Durante años, SpaceX fue una historia relativamente fácil de contar: cohetes reutilizables, contratos gubernamentales, Starlink creciendo a toda velocidad y la promesa lejana de Marte. En 2026, ese relato se ha ampliado. Reuters informó que la compañía explora una OPV con valoraciones reportadas de alrededor de 1,5 billones de dólares e incluso superiores a 1,75 billones, mientras Elon Musk defiende otra apuesta todavía más grande: usar el espacio como plataforma para centros de datos de inteligencia artificial.
Sobre el papel, la idea tiene gancho. En órbita hay abundante energía solar, no existen las restricciones de suelo de las grandes instalaciones terrestres y se evita parte de la presión energética que hoy sufren los centros de datos en la Tierra. Reuters resumía a comienzos de año que los centros de datos espaciales se están discutiendo seriamente en la industria, pero también subrayaba que siguen siendo un concepto en fase temprana y con riesgos técnicos muy altos.
Cuando la promesa vuelve a chocar con la física

Ahí es donde la historia deja de ser una promesa bursátil elegante y vuelve a la física de siempre. En la Tierra, el calor se gestiona con aire, fluidos y sistemas de convección. En el vacío no hay nada de eso.
El calor debe salir casi exclusivamente por radiación, y eso obliga a pensar en radiadores grandes, pesados y vulnerables. Un informe reciente del Parlamento Europeo sobre centros de datos espaciales resume precisamente ese cuello de botella: los sistemas orbitales necesitan bucles de refrigeración acoplados a grandes radiadores orientados al espacio profundo, comparables en tamaño a paneles solares y especialmente expuestos a daños.
El debate ya no es si se puede, sino cuándo y a qué escala
El propio debate público sobre esta idea ya se ha desplazado desde el “si” al “cuándo” y “para qué escala”. La iniciativa europea ASCEND no habla de una constelación monstruosa inmediata, sino de estudiar la viabilidad técnica y ambiental de grandes capacidades de computación en el espacio.
Y varios análisis recientes coinciden en algo importante: puede haber casos concretos de computación orbital útil en los próximos años, pero no parece probable que la órbita se convierta pronto en la ubicación por defecto para la inferencia de IA orientada a la Tierra. Un memo técnico publicado este mes sitúa esa viabilidad económica en nichos específicos dentro de unos 15 años, no como sustituto rápido del centro de datos terrestre convencional.

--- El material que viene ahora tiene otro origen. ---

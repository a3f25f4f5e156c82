// src/signal.rs

//! One-shot completion signal between exactly two vertices (or a vertex and
//! the orchestrator).
//!
//! A signal carries a single boolean outcome from one producer to one
//! consumer and is closed afterwards:
//!
//! - [`SignalSender::send`] consumes the sender, so a second send does not
//!   type-check.
//! - [`SignalReceiver::recv`] yields the value once. Every later read yields
//!   [`Signal::Closed`].
//! - If the producer is dropped without sending (e.g. its task panicked), the
//!   consumer observes [`Signal::Abandoned`].
//!
//! The slot is buffered (one value), so sending never waits for the
//! consumer to be ready.

use tokio::sync::oneshot;

/// What a consumer observes when it reads a signal.
#[derive(Debug, Clone, Copy, PartialEq, Eq)]
pub enum Signal {
    /// The producer reported this outcome (`true` = success).
    Value(bool),
    /// The producer went away without ever sending an outcome.
    Abandoned,
    /// The value was already consumed by an earlier read.
    Closed,
}

impl Signal {
    /// Outcome as seen by a dependent: only an explicit `Value(true)` counts
    /// as success.
    pub fn is_success(self) -> bool {
        matches!(self, Signal::Value(true))
    }
}

/// Create a connected producer/consumer pair for one edge.
pub fn channel() -> (SignalSender, SignalReceiver) {
    let (tx, rx) = oneshot::channel();
    (SignalSender { tx }, SignalReceiver { rx: Some(rx) })
}

/// Producer end. Sends exactly one outcome.
#[derive(Debug)]
pub struct SignalSender {
    tx: oneshot::Sender<bool>,
}

impl SignalSender {
    /// Send the outcome and close the signal.
    ///
    /// Returns `false` if the consumer end has already been dropped, in which
    /// case nobody will ever observe the value.
    pub fn send(self, outcome: bool) -> bool {
        self.tx.send(outcome).is_ok()
    }

    /// Whether the consumer end is gone.
    pub fn is_closed(&self) -> bool {
        self.tx.is_closed()
    }
}

/// Consumer end.
#[derive(Debug)]
pub struct SignalReceiver {
    rx: Option<oneshot::Receiver<bool>>,
}

impl SignalReceiver {
    /// Wait for the producer's outcome.
    ///
    /// Cancel safe: if the returned future is dropped before completion (for
    /// instance by a heartbeat timeout), no value is lost and the next call
    /// keeps waiting on the same slot.
    pub async fn recv(&mut self) -> Signal {
        let Some(rx) = self.rx.as_mut() else {
            return Signal::Closed;
        };

        let received = rx.await;
        self.rx = None;

        match received {
            Ok(outcome) => Signal::Value(outcome),
            Err(_) => Signal::Abandoned,
        }
    }

    /// Non-blocking read. `None` means the producer has not sent yet.
    pub fn try_recv(&mut self) -> Option<Signal> {
        let Some(rx) = self.rx.as_mut() else {
            return Some(Signal::Closed);
        };

        match rx.try_recv() {
            Ok(outcome) => {
                self.rx = None;
                Some(Signal::Value(outcome))
            }
            Err(oneshot::error::TryRecvError::Empty) => None,
            Err(oneshot::error::TryRecvError::Closed) => {
                self.rx = None;
                Some(Signal::Abandoned)
            }
        }
    }

    /// `true` once the value (or the abandonment) has been observed.
    pub fn is_terminated(&self) -> bool {
        self.rx.is_none()
    }
}

#[cfg(test)]
mod tests {
    use super::*;

    #[tokio::test]
    async fn second_read_observes_closed() {
        let (tx, mut rx) = channel();
        assert!(tx.send(true));
        assert_eq!(rx.recv().await, Signal::Value(true));
        assert_eq!(rx.recv().await, Signal::Closed);
        assert!(rx.is_terminated());
    }

    #[test]
    fn try_recv_sees_abandonment_once() {
        let (tx, mut rx) = channel();
        drop(tx);
        assert_eq!(rx.try_recv(), Some(Signal::Abandoned));
        assert!(rx.is_terminated());
        assert_eq!(rx.try_recv(), Some(Signal::Closed));
    }
}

Lo razonable y lo exagerado no son lo mismo
Ese matiz cambia bastante el tono del titular. Porque una cosa es decir que SpaceX está bien posicionada para experimentar con computación en órbita. Eso es razonable: tiene capacidad de lanzamiento, experiencia en satélites y una constelación propia.
Otra muy distinta es presentar como inminente una infraestructura masiva de IA espacial, casi lista para justificar una valoración histórica. Incluso Reuters, al recoger el entusiasmo de Musk en Davos, dejaba claro que la industria considera este mercado como algo aún embrionario.
La escala también multiplica los riesgos

Además, la escala importa tanto como la tecnología. Aumentar drásticamente el número de plataformas en órbita baja no solo eleva los costes de despliegue y mantenimiento. También agrava el problema de residuos, colisiones y gestión orbital.
El informe del Parlamento Europeo advierte de esa vulnerabilidad y de la exposición de los sistemas térmicos a impactos, mientras que propuestas como ASCEND han estudiado arquitecturas mucho más contenidas que las visiones maximalistas que circulan en el debate mediático.
Entre una demo orbital y una industria rentable hay años de distancia
Por eso el verdadero ángulo no es que SpaceX esté vendiendo una “fantasía” sin más. Tampoco que el plan sea automáticamente absurdo. El ángulo interesante es otro: la empresa intenta apoyarse en una narrativa de futuro que sí tiene base conceptual, pero que todavía está muy lejos de convertirse en una infraestructura madura, rentable y escalable al ritmo que entusiasma a los mercados.
Entre una demo orbital y una economía espacial de IA hay un trecho enorme.
El mercado paga hoy por un mañana todavía lejano
Y quizá ahí esté la clave del artículo. SpaceX puede seguir siendo una compañía extraordinaria sin necesidad de que su próximo gran relato sea inmediato. El problema empieza cuando la bolsa valora hoy como si ese mañana ya estuviera prácticamente construido.
Porque en el espacio, igual que en la Tierra, una buena historia no enfría chips, no despliega radiadores y no acorta por sí sola una década de ingeniería.